What is expected
Return the lines below exactly as they appear, please, starting with the first and ending with the one that contains "pub async fn increment_failed_login(pool: &PgPool, id: DbId)".

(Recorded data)
--*--

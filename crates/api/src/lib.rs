//! Giftlist API server library.
//!
//! Exposes the building blocks (config, state, error handling, router,
//! routes, auth) so integration tests and the binary entrypoint can both
//! access them.

pub mod auth;
pub mod config;
pub mod error;
pub mod handlers;
pub mod middleware;
pub mod router;
pub mod routes;
pub mod state;
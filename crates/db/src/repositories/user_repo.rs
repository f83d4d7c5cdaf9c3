//! Repository for the `users` table.

use giftlist_core::types::{DbId, Timestamp};
use sqlx::PgPool;

use crate::models::user::{CreateUser, User};

/// Column list shared across queries to avoid repetition.
const COLUMNS: &str = "id, email, password_hash, is_active, last_login_at, \
                       failed_login_count, locked_until, created_at, updated_at";

/// Provides CRUD operations for users.
pub struct UserRepo;

impl UserRepo {
    /// Insert a new user, returning the created row.
    pub async fn create(pool: &PgPool, input: &CreateUser) -> Result<User, sqlx::Error> {
        let query = format!(
            "INSERT INTO users (email, password_hash)
             VALUES ($1, $2)
             RETURNING {COLUMNS}"
        );
        sqlx::query_as::<_, User>(&query)
            .bind(&input.email)
            .bind(&input.password_hash)
            .fetch_one(pool)
            .await
    }

    /// Find a user by internal ID.
    pub async fn find_by_id(pool: &PgPool, id: DbId) -> Result<Option<User>, sqlx::Error> {
        let query = format!("SELECT {COLUMNS} FROM users WHERE id = $1");
        sqlx::query_as::<_, User>(&query)
            .bind(id)
            .fetch_optional(pool)
            .await
    }

    /// Find a user by email (case-sensitive).
    pub async fn find_by_email(pool: &PgPool, email: &str) -> Result<Option<User>, sqlx::Error> {
        let query = format!("SELECT {COLUMNS} FROM users WHERE email = $1");
        sqlx::query_as::<_, User>(&query)
            .bind(email)
            .fetch_optional(pool)
            .await
    }

    /// Increment the consecutive failed-login counter.
    pub async fn increment_failed_login(pool: &PgPool, id: DbId) -> Result<(), sqlx::Error> {
        sqlx::query("UPDATE users SET failed_login_count = failed_login_count + 1 WHERE id = $1")
            .bind(id)
            .execute(pool)
            .await?;
        Ok(())
    }

    /// Lock the account until the given time.
    pub async fn lock_account(
        pool: &PgPool,
        id: DbId,
        locked_until: Timestamp,
    ) -> Result<(), sqlx::Error> {
        sqlx::query("UPDATE users SET locked_until = $2 WHERE id = $1")
            .bind(id)
            .bind(locked_until)
            .execute(pool)
            .await?;
        Ok(())
    }

    /// Reset failure counters and stamp `last_login_at` after a successful
    /// login.
    pub async fn record_successful_login(pool: &PgPool, id: DbId) -> Result<(), sqlx::Error> {
        sqlx::query(
            "UPDATE users SET failed_login_count = 0, locked_until = NULL, last_login_at = NOW()
             WHERE id = $1",
        )
        .bind(id)
        .execute(pool)
        .await?;
        Ok(())
    }
}
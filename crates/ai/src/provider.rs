//! Capability interface for chat-completion providers.

use async_trait::async_trait;

/// Errors from a completion provider.
///
/// The request boundary collapses every variant into a single internal
/// error; the distinction exists for server-side logging only.
#[derive(Debug, thiserror::Error)]
pub enum CompletionError {
    /// The HTTP request itself failed (network, DNS, TLS, timeout).
    #[error("Completion request failed: {0}")]
    Request(String),

    /// The provider returned a non-2xx status code (quota, auth, etc.).
    #[error("Completion provider error ({status}): {body}")]
    Provider {
        /// HTTP status code.
        status: u16,
        /// Raw response body for server-side debugging.
        body: String,
    },

    /// The provider response could not be parsed or contained no reply.
    #[error("Malformed completion response: {0}")]
    Malformed(String),
}

/// A single-turn chat-completion capability.
///
/// One call sends a system instruction plus the user's latest message and
/// returns the first generated reply's text. Implementations make exactly
/// one attempt per call: no retry, no backoff, no streaming.
#[async_trait]
pub trait CompletionProvider: Send + Sync {
    async fn complete(
        &self,
        system_instruction: &str,
        user_message: &str,
    ) -> Result<String, CompletionError>;
}
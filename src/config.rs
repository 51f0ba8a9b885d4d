use crate::codec::{EncodeOptions, LdrConversion, DEFAULT_JPEG_QUALITY};
use anyhow::{bail, Context, Result};
use serde::Deserialize;
use std::fs;
use std::path::Path;

#[derive(Debug, Clone, Deserialize)]
pub struct ImportConfig {
    #[serde(default = "ImportConfig::default_strict_dimensions")]
    pub strict_dimensions: bool,
}

#[derive(Debug, Clone, Deserialize)]
pub struct ExportConfig {
    #[serde(default = "ExportConfig::default_jpeg_quality")]
    pub jpeg_quality: u8,
    #[serde(default)]
    pub ldr_conversion: LdrConversion,
}

#[derive(Debug, Clone, Deserialize, Default)]
pub struct EngineConfig {
    #[serde(default)]
    pub import: ImportConfig,
    #[serde(default)]
    pub export: ExportConfig,
}

#[derive(Debug, Clone, Default, PartialEq, Eq)]
pub struct EngineConfigOverrides {
    pub strict_dimensions: Option<bool>,
    pub jpeg_quality: Option<u8>,
    pub ldr_conversion: Option<LdrConversion>,
}

impl ImportConfig {
    const fn default_strict_dimensions() -> bool {
        true
    }
}

impl Default for ImportConfig {
    fn default() -> Self {
        Self { strict_dimensions: Self::default_strict_dimensions() }
    }
}

impl ExportConfig {
    const fn default_jpeg_quality() -> u8 {
        DEFAULT_JPEG_QUALITY
    }

    pub fn encode_options(&self) -> EncodeOptions {
        EncodeOptions { jpeg_quality: self.jpeg_quality, ldr_conversion: self.ldr_conversion }
    }
}

impl Default for ExportConfig {
    fn default() -> Self {
        Self { jpeg_quality: Self::default_jpeg_quality(), ldr_conversion: LdrConversion::default() }
    }
}

impl EngineConfig {
    pub fn load(path: impl AsRef<Path>) -> Result<Self> {
        let path = path.as_ref();
        let bytes =
            fs::read(path).with_context(|| format!("Failed to read config file {}", path.display()))?;
        let cfg: Self = serde_json::from_slice(&bytes)
            .with_context(|| format!("Failed to parse config file {}", path.display()))?;
        cfg.validate().with_context(|| format!("Invalid config file {}", path.display()))?;
        Ok(cfg)
    }

    pub fn load_or_default(path: impl AsRef<Path>) -> Self {
        match Self::load(path) {
            Ok(cfg) => cfg,
            Err(err) => {
                eprintln!("Config load error: {err:?}. Falling back to defaults.");
                Self::default()
            }
        }
    }

    pub fn validate(&self) -> Result<()> {
        if !(1..=100).contains(&self.export.jpeg_quality) {
            bail!("jpeg_quality must be within 1..=100, got {}", self.export.jpeg_quality);
        }
        Ok(())
    }

    pub fn apply_overrides(&mut self, overrides: &EngineConfigOverrides) {
        if let Some(strict) = overrides.strict_dimensions {
            self.import.strict_dimensions = strict;
        }
        if let Some(quality) = overrides.jpeg_quality {
            self.export.jpeg_quality = quality;
        }
        if let Some(conversion) = overrides.ldr_conversion {
            self.export.ldr_conversion = conversion;
        }
    }
}

impl EngineConfigOverrides {
    pub fn is_empty(&self) -> bool {
        self.strict_dimensions.is_none() && self.jpeg_quality.is_none() && self.ldr_conversion.is_none()
    }

    pub fn applied_fields(&self) -> Vec<&'static str> {
        let mut fields = Vec::new();
        if self.strict_dimensions.is_some() {
            fields.push("strict_dimensions");
        }
        if self.jpeg_quality.is_some() {
            fields.push("jpeg_quality");
        }
        if self.ldr_conversion.is_some() {
            fields.push("ldr_conversion");
        }
        fields
    }
}
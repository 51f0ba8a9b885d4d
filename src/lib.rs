pub mod cli;
pub mod codec;
pub mod config;
pub mod convert;
pub mod cross;
pub mod environment;
pub mod error;
pub mod face;
pub mod image2d;
pub mod projection;
pub mod upload;

pub use convert::CubeFaceSet;
pub use environment::{EnvironmentImage, SampleSource};
pub use error::{EnvironmentError, Representation};
pub use face::CubeFace;
pub use image2d::Image2D;
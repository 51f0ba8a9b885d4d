use glam::Vec3;
use std::fmt;

pub const CUBE_FACE_COUNT: usize = 6;

/// Cube face identifiers. The discriminant order is shared by the basis table, the cross
/// layout and the face file suffixes, so it must never be reordered.
#[derive(Debug, Clone, Copy, PartialEq, Eq, Hash)]
pub enum CubeFace {
    PosX = 0,
    NegX = 1,
    PosY = 2,
    NegY = 3,
    PosZ = 4,
    NegZ = 5,
}

/// Static per-face geometry.
#[derive(Debug, Clone, Copy)]
pub struct FaceLayout {
    /// World direction of increasing face-local `u`.
    pub u_axis: Vec3,
    /// World direction of increasing face-local `v`.
    pub v_axis: Vec3,
    pub normal: Vec3,
    /// Tile position in the vertical cross, in face units.
    pub cross_tile: (u32, u32),
    /// Tile is stored rotated by 180 degrees inside the cross.
    pub cross_rotated: bool,
    pub suffix: &'static str,
}

// Vertical cross:
//
//      |+Y|
//   |-X|+Z|+X|
//      |-Y|
//      |-Z|
const FACE_LAYOUTS: [FaceLayout; CUBE_FACE_COUNT] = [
    FaceLayout {
        u_axis: Vec3::NEG_Z,
        v_axis: Vec3::NEG_Y,
        normal: Vec3::X,
        cross_tile: (2, 1),
        cross_rotated: false,
        suffix: "_px",
    },
    FaceLayout {
        u_axis: Vec3::Z,
        v_axis: Vec3::NEG_Y,
        normal: Vec3::NEG_X,
        cross_tile: (0, 1),
        cross_rotated: false,
        suffix: "_nx",
    },
    FaceLayout {
        u_axis: Vec3::X,
        v_axis: Vec3::Z,
        normal: Vec3::Y,
        cross_tile: (1, 0),
        cross_rotated: false,
        suffix: "_py",
    },
    FaceLayout {
        u_axis: Vec3::X,
        v_axis: Vec3::NEG_Z,
        normal: Vec3::NEG_Y,
        cross_tile: (1, 2),
        cross_rotated: false,
        suffix: "_ny",
    },
    FaceLayout {
        u_axis: Vec3::X,
        v_axis: Vec3::NEG_Y,
        normal: Vec3::Z,
        cross_tile: (1, 1),
        cross_rotated: false,
        suffix: "_pz",
    },
    FaceLayout {
        u_axis: Vec3::NEG_X,
        v_axis: Vec3::NEG_Y,
        normal: Vec3::NEG_Z,
        cross_tile: (1, 3),
        cross_rotated: true,
        suffix: "_nz",
    },
];

impl CubeFace {
    pub const ALL: [CubeFace; CUBE_FACE_COUNT] =
        [CubeFace::PosX, CubeFace::NegX, CubeFace::PosY, CubeFace::NegY, CubeFace::PosZ, CubeFace::NegZ];

    pub fn index(self) -> usize {
        self as usize
    }

    pub fn from_index(index: usize) -> Option<Self> {
        Self::ALL.get(index).copied()
    }

    pub fn layout(self) -> &'static FaceLayout {
        &FACE_LAYOUTS[self.index()]
    }

    pub fn suffix(self) -> &'static str {
        self.layout().suffix
    }

    pub fn label(self) -> &'static str {
        match self {
            CubeFace::PosX => "+X",
            CubeFace::NegX => "-X",
            CubeFace::PosY => "+Y",
            CubeFace::NegY => "-Y",
            CubeFace::PosZ => "+Z",
            CubeFace::NegZ => "-Z",
        }
    }
}

impl fmt::Display for CubeFace {
    fn fmt(&self, f: &mut fmt::Formatter<'_>) -> fmt::Result {
        f.write_str(self.label())
    }
}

--*--

Solution to this exercise
filename crates/api/src/lib.rs
//! Giftlist API server library.
//!
//! Exposes the building blocks (config, state, error handling, router,
//! routes, auth) so integration tests and the binary entrypoint can both
//! access them.

pub mod auth;
pub mod config;
pub mod error;
pub mod handlers;
pub mod middleware;
pub mod router;
pub mod routes;
pub mod state;
filename crates/db/src/repositories/user_repo.rs
repository f83d4d7c5cdaf9c3
//! Repository for the `users` table.

use giftlist_core::types::{DbId, Timestamp};
use sqlx::PgPool;

use crate::models::user::{CreateUser, User};

/// Column list shared across queries to avoid repetition.
const COLUMNS: &str = "id, email, password_hash, is_active, last_login_at, \
                       failed_login_count, locked_until, created_at, updated_at";

/// Provides CRUD operations for users.
pub struct UserRepo;

impl UserRepo {
    /// Insert a new user, returning the created row.
    pub async fn create(pool: &PgPool, input: &CreateUser) -> Result<User, sqlx::Error> {
        let query = format!(
            "INSERT INTO users (email, password_hash)
             VALUES ($1, $2)
             RETURNING {COLUMNS}"
        );
        sqlx::query_as::<_, User>(&query)
            .bind(&input.email)
            .bind(&input.password_hash)
            .fetch_one(pool)
            .await
    }

    /// Find a user by internal ID.
    pub async fn find_by_id(pool: &PgPool, id: DbId) -> Result<Option<User>, sqlx::Error> {
        let query = format!("SELECT {COLUMNS} FROM users WHERE id = $1");
        sqlx::query_as::<_, User>(&query)
            .bind(id)
            .fetch_optional(pool)
            .await
    }

    /// Find a user by email (case-sensitive).
    pub async fn find_by_email(pool: &PgPool, email: &str) -> Result<Option<User>, sqlx::Error> {
        let query = format!("SELECT {COLUMNS} FROM users WHERE email = $1");
        sqlx::query_as::<_, User>(&query)
            .bind(email)
            .fetch_optional(pool)
            .await
    }

    /// Increment the consecutive failed-login counter.
    pub async fn increment_failed_login(pool: &PgPool, id: DbId) -> Result<(), sqlx::Error> {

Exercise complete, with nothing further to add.